*DATA TO PROCESS*.
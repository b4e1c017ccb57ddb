//! Authentication logic.
//!
//! Salted password digests, credential lookup, JWT signing and the
//! issue/validate pair that binds every token to a revocable session record.
//!
//! Expected rejections (bad password, expired or revoked token) are returned
//! as tagged outcomes. `AuthError` is reserved for misconfiguration and for
//! dependency failures, so an outage is never reported as a denial.

pub mod credentials;
pub mod issuer;
pub mod jwt;
pub mod password;
pub mod queries;
pub mod validator;

use thiserror::Error;

/// Authentication errors.
#[derive(Debug, Error)]
pub enum AuthError {
    /// Missing or invalid signing configuration. Fatal, never retried.
    #[error("Configuration error: {0}")]
    Configuration(String),

    /// Session store or relational store timed out or refused the call.
    #[error("Dependency unavailable: {0}")]
    DependencyUnavailable(String),

    #[error("Internal error: {0}")]
    Internal(String),
}

impl From<sqlx::Error> for AuthError {
    fn from(e: sqlx::Error) -> Self {
        AuthError::DependencyUnavailable(format!("database: {e}"))
    }
}

impl From<redis::RedisError> for AuthError {
    fn from(e: redis::RedisError) -> Self {
        AuthError::DependencyUnavailable(format!("session store: {e}"))
    }
}

/// Compare two byte strings without early exit on the first difference.
pub(crate) fn constant_time_eq(a: &[u8], b: &[u8]) -> bool {
    if a.len() != b.len() {
        return false;
    }
    let mut diff = 0u8;
    for (left, right) in a.iter().zip(b.iter()) {
        diff |= left ^ right;
    }
    diff == 0
}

*PROBLEM STATEMENT*.
Report each line of the entries where the word "left" occurs.

*EXERCISE OUTPUT*.
    for (left, right) in a.iter().zip(b.iter()) {
        diff |= left ^ right;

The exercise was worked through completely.